L’allegoria è chiara: la città langue in ginocchio, senza prospettive di sviluppo, dilaniata e depauperata nella sua essenza, mentre chi avrebbe dovuto costruire su questo mucchio di macerie gioca a far la guerra per accreditare il suo protetto. E’ una storia, questa dei democrat lametini, che si perpetua e non trova mai la parola fine. Anzi, nel momento in cui compattezza e unicità di intenti dovrebbero farla da padrone, i capicorrente giocano a cavacecio strafottendosene delle condizioni della città e del rischio politico al quale la espongono. Così avviene – per le candidature dei pieddini accreditati – che Lo Moro sponsorizzi Cavaliere, Scalzo mandi avanti Zaffina, Petronio sostenga Cosentino, Reale balli coi lupi, a meno che non sia nei pensieri stupendi del neo commissario Soriero.
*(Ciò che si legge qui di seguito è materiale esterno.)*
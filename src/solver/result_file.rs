//! Parser for the dispatch solver's section-delimited result file.
//!
//! ```text
//! LMP
//! 1 : 1 : 1200.0            bus : hour : price
//! END_LMP
//! GenCoResults
//! GenCo1
//! Hour: 1	PowerGenerated: 0.8	ProductionCost: 9.5	StartupCost: 0	ShutdownCost: 0
//! END_GenCoResults
//! VOLTAGE_ANGLES
//! Bus2 1 : -0.08            bus hour : radians
//! END_VOLTAGE_ANGLES
//! DAILY_BRANCH_LMP
//! END_DAILY_BRANCH_LMP
//! DAILY_PRICE_SENSITIVE_DEMAND
//! END_DAILY_PRICE_SENSITIVE_DEMAND
//! HAS_SOLUTION
//! 1	1
//! END_HAS_SOLUTION
//! ```
//!
//! Buses and hours are 1-based in the file. Values are per-unit. Any line the
//! grammar does not cover is an error carrying its line number.

use std::path::Path;

use crate::market::matrix::HourlyMatrix;

use super::error::{ParseError, ParseErrorKind};

#[derive(Debug, Clone, Copy, PartialEq, Eq)]
enum Section {
    Lmp,
    GenCoResults,
    VoltageAngles,
    DailyBranchLmp,
    DailyPriceSensitiveDemand,
    HasSolution,
}

impl Section {
    const ALL: [Section; 6] = [
        Section::Lmp,
        Section::GenCoResults,
        Section::VoltageAngles,
        Section::DailyBranchLmp,
        Section::DailyPriceSensitiveDemand,
        Section::HasSolution,
    ];

    const REQUIRED: [Section; 4] = [
        Section::Lmp,
        Section::GenCoResults,
        Section::VoltageAngles,
        Section::HasSolution,
    ];

    fn name(self) -> &'static str {
        match self {
            Section::Lmp => "LMP",
            Section::GenCoResults => "GenCoResults",
            Section::VoltageAngles => "VOLTAGE_ANGLES",
            Section::DailyBranchLmp => "DAILY_BRANCH_LMP",
            Section::DailyPriceSensitiveDemand => "DAILY_PRICE_SENSITIVE_DEMAND",
            Section::HasSolution => "HAS_SOLUTION",
        }
    }

    fn opening(line: &str) -> Option<Section> {
        Self::ALL.into_iter().find(|s| s.name() == line)
    }

    fn closes(self, line: &str) -> bool {
        line.strip_prefix("END_") == Some(self.name())
    }
}

/// Dispatch results exactly as the solver reported them, in per-unit.
#[derive(Debug, Clone, PartialEq)]
pub struct RawDispatch {
    /// Hour by bus.
    pub lmp: HourlyMatrix,
    /// Hour by bus, radians.
    pub voltage_angles: HourlyMatrix,
    /// Hour by generator.
    pub dispatch: HourlyMatrix,
    pub production_cost: HourlyMatrix,
    pub startup_cost: HourlyMatrix,
    pub shutdown_cost: HourlyMatrix,
    pub has_solution: Vec<bool>,
}

/// Dimensions the result file is checked against.
#[derive(Debug, Clone, Copy)]
pub struct ResultShape<'a> {
    pub hours: usize,
    pub buses: usize,
    pub generators: &'a [(&'a str, usize)],
}

/// Parses a dispatch result file.
///
/// # Errors
///
/// Returns a `ParseError` with the 1-based line number of the first problem,
/// or line 0 when a required section is missing.
pub fn parse_dispatch_results(
    text: &str,
    path: &Path,
    shape: ResultShape<'_>,
) -> Result<RawDispatch, ParseError> {
    let mut parser = Parser::new(path, shape);
    for (i, raw) in text.lines().enumerate() {
        parser.line(i + 1, raw.trim())?;
    }
    parser.finish()
}

struct Parser<'a> {
    path: &'a Path,
    shape: ResultShape<'a>,
    out: RawDispatch,
    open: Option<(Section, usize)>,
    seen: Vec<Section>,
    generator: Option<usize>,
    hour: Option<usize>,
    flags: Vec<bool>,
}

impl<'a> Parser<'a> {
    fn new(path: &'a Path, shape: ResultShape<'a>) -> Self {
        let gens = shape.generators.len();
        let gen_matrix = || HourlyMatrix::zeros(shape.hours, gens);
        Self {
            path,
            shape,
            out: RawDispatch {
                lmp: HourlyMatrix::zeros(shape.hours, shape.buses),
                voltage_angles: HourlyMatrix::zeros(shape.hours, shape.buses),
                dispatch: gen_matrix(),
                production_cost: gen_matrix(),
                startup_cost: gen_matrix(),
                shutdown_cost: gen_matrix(),
                has_solution: Vec::new(),
            },
            open: None,
            seen: Vec::new(),
            generator: None,
            hour: None,
            flags: Vec::new(),
        }
    }

    fn err(&self, line: usize, kind: ParseErrorKind) -> ParseError {
        ParseError {
            path: self.path.to_path_buf(),
            line,
            kind,
        }
    }

    fn line(&mut self, n: usize, line: &str) -> Result<(), ParseError> {
        let Some((section, _)) = self.open else {
            if line.is_empty() || line.starts_with('#') {
                return Ok(());
            }
            let Some(section) = Section::opening(line) else {
                return Err(self.err(n, ParseErrorKind::UnexpectedLine(line.to_string())));
            };
            if self.seen.contains(&section) {
                return Err(self.err(n, ParseErrorKind::DuplicateSection(section.name())));
            }
            self.seen.push(section);
            self.open = Some((section, n));
            self.generator = None;
            self.hour = None;
            return Ok(());
        };

        if section.closes(line) {
            if section == Section::HasSolution {
                self.close_has_solution(n)?;
            }
            self.open = None;
            return Ok(());
        }
        if line.is_empty() {
            return Ok(());
        }

        match section {
            Section::Lmp => self.lmp(n, line),
            Section::GenCoResults => self.genco(n, line),
            Section::VoltageAngles => self.angle(n, line),
            Section::HasSolution => self.has_solution(n, line),
            Section::DailyBranchLmp | Section::DailyPriceSensitiveDemand => Ok(()),
        }
    }

    fn finish(self) -> Result<RawDispatch, ParseError> {
        if let Some((section, opened_at)) = self.open {
            return Err(self.err(opened_at, ParseErrorKind::UnclosedSection(section.name())));
        }
        if let Some(missing) = Section::REQUIRED.into_iter().find(|s| !self.seen.contains(s)) {
            return Err(self.err(0, ParseErrorKind::MissingSection(missing.name())));
        }
        Ok(self.out)
    }

    fn number(&self, n: usize, token: &str) -> Result<f64, ParseError> {
        token
            .trim()
            .parse::<f64>()
            .map_err(|_| self.err(n, ParseErrorKind::NotANumber(token.trim().to_string())))
    }

    fn bus(&self, n: usize, token: &str) -> Result<usize, ParseError> {
        let token = token.trim();
        let digits = token.strip_prefix("Bus").unwrap_or(token);
        let bus = digits
            .parse::<usize>()
            .map_err(|_| self.err(n, ParseErrorKind::NotANumber(token.to_string())))?;
        if bus == 0 || bus > self.shape.buses {
            return Err(self.err(
                n,
                ParseErrorKind::BusOutOfRange {
                    bus,
                    max: self.shape.buses,
                },
            ));
        }
        Ok(bus - 1)
    }

    fn hour(&self, n: usize, token: &str) -> Result<usize, ParseError> {
        let token = token.trim();
        let hour = token
            .parse::<usize>()
            .map_err(|_| self.err(n, ParseErrorKind::NotANumber(token.to_string())))?;
        if hour == 0 || hour > self.shape.hours {
            return Err(self.err(
                n,
                ParseErrorKind::HourOutOfRange {
                    hour,
                    max: self.shape.hours,
                },
            ));
        }
        Ok(hour - 1)
    }

    fn malformed(&self, n: usize, section: Section, line: &str) -> ParseError {
        self.err(
            n,
            ParseErrorKind::Malformed {
                section: section.name(),
                line: line.to_string(),
            },
        )
    }

    fn lmp(&mut self, n: usize, line: &str) -> Result<(), ParseError> {
        let parts: Vec<&str> = line.split(':').collect();
        let [bus, hour, price] = parts[..] else {
            return Err(self.malformed(n, Section::Lmp, line));
        };
        let (bus, hour, price) = (self.bus(n, bus)?, self.hour(n, hour)?, self.number(n, price)?);
        self.out.lmp.set(hour, bus, price);
        Ok(())
    }

    fn angle(&mut self, n: usize, line: &str) -> Result<(), ParseError> {
        let Some((left, angle)) = line.split_once(':') else {
            return Err(self.malformed(n, Section::VoltageAngles, line));
        };
        let keys: Vec<&str> = left.split_whitespace().collect();
        let [bus, hour] = keys[..] else {
            return Err(self.malformed(n, Section::VoltageAngles, line));
        };
        let (bus, hour, angle) = (self.bus(n, bus)?, self.hour(n, hour)?, self.number(n, angle)?);
        self.out.voltage_angles.set(hour, bus, angle);
        Ok(())
    }

    /// A line holds an optional generator label followed by `Key: value`
    /// pairs. `Hour` starts a new record for the current generator.
    fn genco(&mut self, n: usize, line: &str) -> Result<(), ParseError> {
        let tokens: Vec<&str> = line.split_whitespace().collect();
        let mut i = 0;
        if let Some(first) = tokens.first().filter(|t| !t.contains(':')) {
            let Some(&(_, index)) = self.shape.generators.iter().find(|(name, _)| name == first)
            else {
                return Err(self.err(n, ParseErrorKind::UnknownGenerator(first.to_string())));
            };
            self.generator = Some(index);
            self.hour = None;
            i = 1;
        }

        while i < tokens.len() {
            let Some((key, inline)) = tokens[i].split_once(':') else {
                return Err(self.malformed(n, Section::GenCoResults, line));
            };
            let value = if inline.is_empty() {
                i += 1;
                *tokens
                    .get(i)
                    .ok_or_else(|| self.malformed(n, Section::GenCoResults, line))?
            } else {
                inline
            };
            i += 1;
            self.genco_pair(n, line, key, value)?;
        }
        Ok(())
    }

    fn genco_pair(&mut self, n: usize, line: &str, key: &str, value: &str) -> Result<(), ParseError> {
        let Some(generator) = self.generator else {
            return Err(self.malformed(n, Section::GenCoResults, line));
        };
        if key == "Hour" {
            self.hour = Some(self.hour(n, value)?);
            return Ok(());
        }
        let target = match key {
            "PowerGenerated" => &mut self.out.dispatch,
            "ProductionCost" => &mut self.out.production_cost,
            "StartupCost" => &mut self.out.startup_cost,
            "ShutdownCost" => &mut self.out.shutdown_cost,
            _ => {
                return Err(self.err(
                    n,
                    ParseErrorKind::UnknownKey {
                        section: Section::GenCoResults.name(),
                        key: key.to_string(),
                    },
                ));
            }
        };
        let Some(hour) = self.hour else {
            let name = self
                .shape
                .generators
                .iter()
                .find(|(_, i)| *i == generator)
                .map_or_else(|| generator.to_string(), |(name, _)| name.to_string());
            return Err(ParseError {
                path: self.path.to_path_buf(),
                line: n,
                kind: ParseErrorKind::MissingHour(name),
            });
        };
        let v = value
            .trim()
            .parse::<f64>()
            .map_err(|_| ParseError {
                path: self.path.to_path_buf(),
                line: n,
                kind: ParseErrorKind::NotANumber(value.to_string()),
            })?;
        target.set(hour, generator, v);
        Ok(())
    }

    fn has_solution(&mut self, n: usize, line: &str) -> Result<(), ParseError> {
        for token in line.split_whitespace() {
            match token {
                "1" => self.flags.push(true),
                "0" => self.flags.push(false),
                _ => return Err(self.err(n, ParseErrorKind::NotAFlag(token.to_string()))),
            }
        }
        Ok(())
    }

    fn close_has_solution(&mut self, n: usize) -> Result<(), ParseError> {
        if self.flags.len() != self.shape.hours {
            return Err(self.err(
                n,
                ParseErrorKind::WrongCount {
                    expected: self.shape.hours,
                    found: self.flags.len(),
                },
            ));
        }
        self.out.has_solution = std::mem::take(&mut self.flags);
        Ok(())
    }
}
A questi, poi, si aggiungono gli outsider: Grandinetti, Falvo, Panedigrano, Sonni, Leone, mentre Piccioni si è ritirato dalle primarie puntando direttamente alla poltrona di primo cittadino come esponente di Lamezia Insieme – sua lista – e di Sel.
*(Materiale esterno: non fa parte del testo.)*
//! Generator company records: offers in, schedules, dispatch and costs out.
//!
//! Bidding and learning live outside this crate. A [`GenCo`] holds what the
//! market posts back to a generator each day, and exposes the reported
//! [`SupplyOffer`] the market reads when it assembles a snapshot.

use std::collections::BTreeMap;
use std::fmt;

use serde::Serialize;

use super::grid::{GeneratorParams, SupplyOffer};

/// Dispatch above this level in an uncommitted hour is a sanity violation (MW).
pub const SANITY_TOLERANCE_MW: f64 = 1e-4;

/// Hourly cost breakdown for one generator over one day.
#[derive(Debug, Clone, PartialEq, Serialize)]
pub struct DailyCosts {
    pub startup: Vec<f64>,
    pub production: Vec<f64>,
    pub shutdown: Vec<f64>,
}

impl DailyCosts {
    pub fn total(&self) -> f64 {
        self.startup.iter().sum::<f64>()
            + self.production.iter().sum::<f64>()
            + self.shutdown.iter().sum::<f64>()
    }
}

/// Output produced in an hour where the unit was not committed.
#[derive(Debug, Clone, PartialEq, Serialize)]
pub struct SanityViolation {
    pub generator: String,
    pub day: usize,
    pub hour: usize,
    pub dispatch_mw: f64,
}

impl fmt::Display for SanityViolation {
    fn fmt(&self, f: &mut fmt::Formatter<'_>) -> fmt::Result {
        write!(
            f,
            "{} produced {:.3} MW on day {} hour {} while uncommitted",
            self.generator, self.dispatch_mw, self.day, self.hour
        )
    }
}

/// One generator's market-facing record.
#[derive(Debug, Clone)]
pub struct GenCo {
    params: GeneratorParams,
    offer: SupplyOffer,
    commitments: BTreeMap<usize, Vec<u8>>,
    dispatch: BTreeMap<usize, Vec<f64>>,
    costs: BTreeMap<usize, DailyCosts>,
}

impl GenCo {
    pub fn new(params: GeneratorParams, offer: SupplyOffer) -> Self {
        Self {
            params,
            offer,
            commitments: BTreeMap::new(),
            dispatch: BTreeMap::new(),
            costs: BTreeMap::new(),
        }
    }

    pub fn name(&self) -> &str {
        &self.params.name
    }

    pub fn index(&self) -> usize {
        self.params.index
    }

    pub fn is_canary(&self) -> bool {
        self.params.canary
    }

    pub fn params(&self) -> &GeneratorParams {
        &self.params
    }

    /// The offer this generator reports to the market.
    pub fn supply_offer(&self) -> SupplyOffer {
        self.offer
    }

    /// Replaces the reported offer (set by an external bidding agent).
    pub fn set_supply_offer(&mut self, offer: SupplyOffer) {
        self.offer = offer;
    }

    /// Stores the commitment for `day`. The slice is copied.
    pub fn add_commitment_for_day(&mut self, day: usize, hours: &[u8]) {
        self.commitments.insert(day, hours.to_vec());
    }

    pub fn add_actual_dispatch(&mut self, day: usize, dispatch_mw: Vec<f64>) {
        self.dispatch.insert(day, dispatch_mw);
    }

    pub fn add_daily_costs(&mut self, day: usize, costs: DailyCosts) {
        self.costs.insert(day, costs);
    }

    pub fn commitment(&self, day: usize) -> Option<&[u8]> {
        self.commitments.get(&day).map(Vec::as_slice)
    }

    pub fn actual_dispatch(&self, day: usize) -> Option<&[f64]> {
        self.dispatch.get(&day).map(Vec::as_slice)
    }

    pub fn daily_costs(&self, day: usize) -> Option<&DailyCosts> {
        self.costs.get(&day)
    }

    /// Output at the end of the day before `day` (MW).
    pub fn power_t0(&self, day: usize) -> f64 {
        day.checked_sub(1)
            .and_then(|prev| self.dispatch.get(&prev))
            .and_then(|d| d.last().copied())
            .unwrap_or(self.params.initial_power_mw)
    }

    /// Signed count of consecutive on (> 0) or off (< 0) hours at the end of
    /// the day before `day`.
    pub fn unit_on_t0_state(&self, day: usize) -> i32 {
        let Some(prev) = day.checked_sub(1).and_then(|p| self.commitments.get(&p)) else {
            return self.params.initial_status_hours;
        };
        let Some(&last) = prev.last() else {
            return self.params.initial_status_hours;
        };
        let run = prev.iter().rev().take_while(|v| **v == last).count() as i32;
        if last == 1 { run } else { -run }
    }

    /// Hours of `day` in which the unit produced power without being committed.
    ///
    /// Returns nothing when either the commitment or the dispatch for `day`
    /// is missing.
    pub fn sanity_check(&self, day: usize) -> Vec<SanityViolation> {
        let (Some(committed), Some(dispatch)) =
            (self.commitments.get(&day), self.dispatch.get(&day))
        else {
            return Vec::new();
        };
        committed
            .iter()
            .zip(dispatch)
            .enumerate()
            .filter(|(_, (on, p))| **on == 0 && **p > SANITY_TOLERANCE_MW)
            .map(|(hour, (_, p))| SanityViolation {
                generator: self.params.name.clone(),
                day,
                hour,
                dispatch_mw: *p,
            })
            .collect()
    }
}

#[cfg(test)]
mod tests {
    use super::*;

    fn genco() -> GenCo {
        GenCo::new(
            GeneratorParams {
                name: "GenCo1".into(),
                index: 0,
                bus: 1,
                canary: false,
                min_up_hours: 1,
                min_down_hours: 1,
                ramp_up_mw: 100.0,
                ramp_down_mw: 100.0,
                startup_ramp_mw: 100.0,
                shutdown_ramp_mw: 100.0,
                cold_start_cost: 0.0,
                hot_start_cost: 0.0,
                shutdown_cost: 0.0,
                no_load_cost: 0.0,
                initial_power_mw: 40.0,
                initial_status_hours: 5,
            },
            SupplyOffer {
                a: 10.0,
                b: 0.01,
                cap_min_mw: 0.0,
                cap_max_mw: 100.0,
            },
        )
    }

    #[test]
    fn initial_conditions_fall_back_to_params() {
        let g = genco();
        assert_eq!(g.power_t0(1), 40.0);
        assert_eq!(g.unit_on_t0_state(1), 5);
    }

    #[test]
    fn initial_conditions_follow_previous_day() {
        let mut g = genco();
        g.add_commitment_for_day(2, &[1, 1, 0, 0, 0]);
        g.add_actual_dispatch(2, vec![30.0, 20.0, 0.0, 0.0, 0.0]);
        assert_eq!(g.power_t0(3), 0.0);
        assert_eq!(g.unit_on_t0_state(3), -3);

        g.add_commitment_for_day(3, &[0, 1, 1, 1, 1]);
        assert_eq!(g.unit_on_t0_state(4), 4);
    }

    #[test]
    fn commitment_is_copied() {
        let mut g = genco();
        let mut hours = vec![1, 0, 1];
        g.add_commitment_for_day(2, &hours);
        hours[1] = 1;
        assert_eq!(g.commitment(2), Some(&[1, 0, 1][..]));
    }

    #[test]
    fn sanity_flags_uncommitted_output() {
        let mut g = genco();
        g.add_commitment_for_day(2, &[1, 0, 0]);
        g.add_actual_dispatch(2, vec![50.0, 0.0, 12.5]);
        let v = g.sanity_check(2);
        assert_eq!(v.len(), 1);
        assert_eq!(v[0].hour, 2);
        assert_eq!(v[0].dispatch_mw, 12.5);
        assert!(g.sanity_check(3).is_empty());
    }

    #[test]
    fn daily_cost_total() {
        let c = DailyCosts {
            startup: vec![5.0, 0.0],
            production: vec![100.0, 120.0],
            shutdown: vec![0.0, 2.0],
        };
        assert_eq!(c.total(), 227.0);
    }
}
Comunque, al di là delle locali camarille, questi commissariamenti a orologeria cominciano ad avere un puzzoso olezzar; anzi il ricorso alle sospinte esterne sovraintendenze fa intuire che la federazione del capoluogo vuol dire la sua e condizionare scelte che, invece, dovrebbero riguardare solo i lametini.
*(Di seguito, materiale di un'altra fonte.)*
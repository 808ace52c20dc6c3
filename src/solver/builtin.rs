//! In-process engines for runs without an external solver.
//!
//! These ignore the network: every committed unit serves a single copper
//! plate and all buses see the same price. They exist so the market cycle
//! can run end to end from a config file alone.

use crate::market::commitment::ScheduleSet;
use crate::market::matrix::HourlyMatrix;

use super::error::SolverError;
use super::model_file::{GeneratorSnapshot, ModelSnapshot};
use super::{DispatchSolution, EconomicDispatch, UnitCommitment};

const BISECTION_STEPS: usize = 100;
const PRICE_TOL: f64 = 1e-6;

/// Commits every generator in every hour.
#[derive(Debug, Clone, Copy)]
pub struct AllOnCommitment {
    hours_per_day: usize,
}

impl AllOnCommitment {
    pub fn new(hours_per_day: usize) -> Self {
        Self { hours_per_day }
    }
}

impl UnitCommitment for AllOnCommitment {
    fn solve_commitment(&mut self, model: &ModelSnapshot) -> Result<ScheduleSet, SolverError> {
        Ok(ScheduleSet::all_on(
            self.hours_per_day,
            model.generator_keys(),
        )?)
    }
}

/// Merit-order dispatch of committed units against total demand.
///
/// The system price is found by bisection on the marginal cost `a + 2·b·p`.
/// An hour whose demand falls outside the committed capacity range has no
/// solution.
#[derive(Debug, Clone, Copy, Default)]
pub struct CopperPlateDispatch;

impl EconomicDispatch for CopperPlateDispatch {
    fn solve_dispatch(
        &mut self,
        model: &ModelSnapshot,
        schedule: &ScheduleSet,
    ) -> Result<DispatchSolution, SolverError> {
        let hours = model.horizon_hours;
        let gens = &model.generators;
        let mut out = DispatchSolution {
            dispatch: HourlyMatrix::zeros(hours, gens.len()),
            lmp: HourlyMatrix::zeros(hours, model.grid.buses),
            branch_flow: HourlyMatrix::zeros(hours, model.grid.branches.len()),
            production_cost: HourlyMatrix::zeros(hours, gens.len()),
            startup_cost: HourlyMatrix::zeros(hours, gens.len()),
            shutdown_cost: HourlyMatrix::zeros(hours, gens.len()),
            has_solution: vec![false; hours],
        };

        for h in 0..hours {
            let committed: Vec<bool> = gens
                .iter()
                .map(|g| schedule.is_on(g.params.index, h))
                .collect();
            let load = model.demand.row_sum(h);
            let Some((lambda, dispatch)) = clear_hour(gens, &committed, load) else {
                continue;
            };
            out.has_solution[h] = true;
            for bus in 0..model.grid.buses {
                out.lmp.set(h, bus, lambda);
            }
            for (i, g) in gens.iter().enumerate() {
                let was_on = if h == 0 {
                    g.unit_on_t0 > 0
                } else {
                    schedule.is_on(g.params.index, h - 1)
                };
                if committed[i] {
                    out.dispatch.set(h, i, dispatch[i]);
                    out.production_cost.set(
                        h,
                        i,
                        g.params.no_load_cost + g.offer.variable_cost(dispatch[i]),
                    );
                    if !was_on {
                        out.startup_cost.set(h, i, g.params.hot_start_cost);
                    }
                } else if was_on {
                    out.shutdown_cost.set(h, i, g.params.shutdown_cost);
                }
            }
        }
        Ok(out)
    }
}

fn output_at(g: &GeneratorSnapshot, lambda: f64) -> f64 {
    let o = &g.offer;
    if o.b > 0.0 {
        ((lambda - o.a) / (2.0 * o.b)).clamp(o.cap_min_mw, o.cap_max_mw)
    } else if lambda >= o.a {
        o.cap_max_mw
    } else {
        o.cap_min_mw
    }
}

/// Price and per-generator output for one hour, or `None` when `load` cannot
/// be met by the committed units.
fn clear_hour(gens: &[GeneratorSnapshot], committed: &[bool], load: f64) -> Option<(f64, Vec<f64>)> {
    let on: Vec<&GeneratorSnapshot> = gens
        .iter()
        .zip(committed)
        .filter_map(|(g, c)| c.then_some(g))
        .collect();
    if on.is_empty() {
        return None;
    }
    let floor: f64 = on.iter().map(|g| g.offer.cap_min_mw).sum();
    let ceiling: f64 = on.iter().map(|g| g.offer.cap_max_mw).sum();
    if load < floor - PRICE_TOL || load > ceiling + PRICE_TOL {
        return None;
    }

    let mut lo = on
        .iter()
        .map(|g| g.offer.marginal_cost(g.offer.cap_min_mw))
        .fold(f64::INFINITY, f64::min);
    let mut hi = on
        .iter()
        .map(|g| g.offer.marginal_cost(g.offer.cap_max_mw))
        .fold(f64::NEG_INFINITY, f64::max);
    for _ in 0..BISECTION_STEPS {
        let mid = 0.5 * (lo + hi);
        let total: f64 = on.iter().map(|g| output_at(g, mid)).sum();
        if total < load {
            lo = mid;
        } else {
            hi = mid;
        }
        if hi - lo <= PRICE_TOL * PRICE_TOL {
            break;
        }
    }
    let lambda = 0.5 * (lo + hi);

    let mut dispatch: Vec<f64> = gens
        .iter()
        .zip(committed)
        .map(|(g, c)| if *c { output_at(g, lambda) } else { 0.0 })
        .collect();

    // flat-cost units at the margin absorb what the step curve leaves over
    let mut residual = load - dispatch.iter().sum::<f64>();
    for (i, g) in gens.iter().enumerate() {
        if residual.abs() <= PRICE_TOL {
            break;
        }
        if !committed[i] || g.offer.b > 0.0 || (g.offer.a - lambda).abs() > PRICE_TOL {
            continue;
        }
        let delta = if residual > 0.0 {
            residual.min(g.offer.cap_max_mw - dispatch[i])
        } else {
            residual.max(g.offer.cap_min_mw - dispatch[i])
        };
        dispatch[i] += delta;
        residual -= delta;
    }
    Some((lambda, dispatch))
}

#[cfg(test)]
mod tests {
    use approx::assert_relative_eq;

    use super::*;
    use crate::market::commitment::CommitmentDecision;
    use crate::solver::fixtures::two_bus_snapshot;

    fn all_on(model: &ModelSnapshot) -> ScheduleSet {
        AllOnCommitment::new(model.horizon_hours)
            .solve_commitment(model)
            .unwrap_or_else(|e| panic!("{e}"))
    }

    #[test]
    fn all_on_commits_everything() {
        let model = two_bus_snapshot();
        let s = all_on(&model);
        assert_eq!(s.len(), 2);
        assert!(s.decisions().iter().all(|d| d.on_hours() == 2));
    }

    #[test]
    fn quadratic_unit_sets_the_price() {
        let model = two_bus_snapshot();
        let sol = CopperPlateDispatch
            .solve_dispatch(&model, &all_on(&model))
            .unwrap_or_else(|e| panic!("{e}"));
        assert_eq!(sol.has_solution, vec![true, true]);
        // flat unit sits at its 10 MW floor, the quadratic unit covers the rest
        assert_relative_eq!(sol.dispatch.get(0, 1), 10.0, epsilon = 1e-6);
        assert_relative_eq!(sol.dispatch.get(0, 0), 110.0, epsilon = 1e-6);
        assert_relative_eq!(sol.lmp.get(0, 0), 12.2, epsilon = 1e-6);
        assert_relative_eq!(sol.lmp.get(0, 1), 12.2, epsilon = 1e-6);
        assert_relative_eq!(sol.lmp.get(1, 0), 11.4, epsilon = 1e-6);
        assert_relative_eq!(sol.production_cost.get(0, 0), 1222.5, epsilon = 1e-3);
    }

    #[test]
    fn flat_unit_at_the_margin_takes_the_residual() {
        let mut model = two_bus_snapshot();
        model.demand = HourlyMatrix::from_rows(&[vec![250.0], vec![80.0]], 1)
            .unwrap_or_else(|| HourlyMatrix::zeros(2, 1));
        let sol = CopperPlateDispatch
            .solve_dispatch(&model, &all_on(&model))
            .unwrap_or_else(|e| panic!("{e}"));
        assert_relative_eq!(sol.dispatch.get(0, 0), 200.0, epsilon = 1e-6);
        assert_relative_eq!(sol.dispatch.get(0, 1), 50.0, epsilon = 1e-6);
        assert_relative_eq!(sol.lmp.get(0, 0), 20.0, epsilon = 1e-6);
    }

    #[test]
    fn load_beyond_capacity_has_no_solution() {
        let mut model = two_bus_snapshot();
        model.demand = HourlyMatrix::from_rows(&[vec![400.0], vec![80.0]], 1)
            .unwrap_or_else(|| HourlyMatrix::zeros(2, 1));
        let sol = CopperPlateDispatch
            .solve_dispatch(&model, &all_on(&model))
            .unwrap_or_else(|e| panic!("{e}"));
        assert_eq!(sol.has_solution, vec![false, true]);
        assert_eq!(sol.dispatch.row(0), &[0.0, 0.0]);
    }

    #[test]
    fn start_and_stop_costs_follow_transitions() {
        let model = two_bus_snapshot();
        // GenCo1 starts on (t0 = +4) and stops in hour 1; GenCo2 starts off
        // (t0 = -2) and is started in hour 0
        let schedule = ScheduleSet::new(
            2,
            vec![
                CommitmentDecision::new("GenCo1", 0, vec![1, 0]).unwrap_or_else(|e| panic!("{e}")),
                CommitmentDecision::new("GenCo2", 1, vec![1, 1]).unwrap_or_else(|e| panic!("{e}")),
            ],
        )
        .unwrap_or_else(|e| panic!("{e}"));
        let sol = CopperPlateDispatch
            .solve_dispatch(&model, &schedule)
            .unwrap_or_else(|e| panic!("{e}"));
        assert_eq!(sol.startup_cost.get(0, 0), 0.0);
        assert_eq!(sol.startup_cost.get(0, 1), 10.0);
        assert_eq!(sol.shutdown_cost.get(1, 0), 5.0);
        assert_eq!(sol.dispatch.get(1, 0), 0.0);
        assert_relative_eq!(sol.dispatch.get(1, 1), 80.0, epsilon = 1e-6);
    }
}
Con queste premesse, andare alle primarie – se mai si faranno – per scegliere, tra nove candidati, chi dovrà indossare il laticlavio, espone al serio rischio di conferire il mandato, magari per una manciata di voti, all’asino di Buridano. Così come è inutile e insulso aver conferito il mandato commissariale al vetero, catanzarese, comunista Soriero. Con tutto il rispetto che egli merita, il suo compito non è certo facile, in quanto l’imposizione della candidatura di chicchessia, al punto in cui si è giunti – già 3000 lametini hanno firmato le candidature – significherebbe per i democrat la capitolazione. Soriero potrebbe forse tentare di placare gli istinti barricadieri di quanti non vogliono prendere atto che, finita la parabola ascensionale, inevitabilmente inizia quella discenzionale. Se poi egli alla democrazia preferisce la democratura – parola composta da demos (popolo) e kratos (potere) – come già accaduto in Liguria, in Emilia e Romagna ed in Campania, faccia pure. Ne ha il mandato.

Contromano

Con eleganza e dotta competenza l’on. Doris Lo Moro ha cercato di stravolgere la lingua madre,  sostenendo – l’altro giorno – su un quotidiano calabrese, che “ coordinamento o commissariamento è uguale”. Il dizitaliano, però,  non concorda con l’interpretazione della nostra rappresentante nella stanza dei bottoni, anzi recita : coordinamento, raccordo tra più elementi in vista di un dato scopo; commissariamento: sostituire i dirigenti di una struttura organizzata, attribuendo la gestione ad un commissario nominato di autorità.
Le sembra, on.le Lo Moro, la stessa cosa? Comunque coordinatore e commissario anche sul piano giuridico sono figure assolutamente diverse. Ciò farebbe arguire, malgrado gli incarichi che ricopre nel palazzo, che lei, ormai da parecchio tempo, non fa l’operatore del diritto. Quindi due son le cose : o lei conosce bene le differenze tra i due termini o fa finta di non saperlo, il che è peggio. E questo, ormai, è un revival che i lametini conoscono.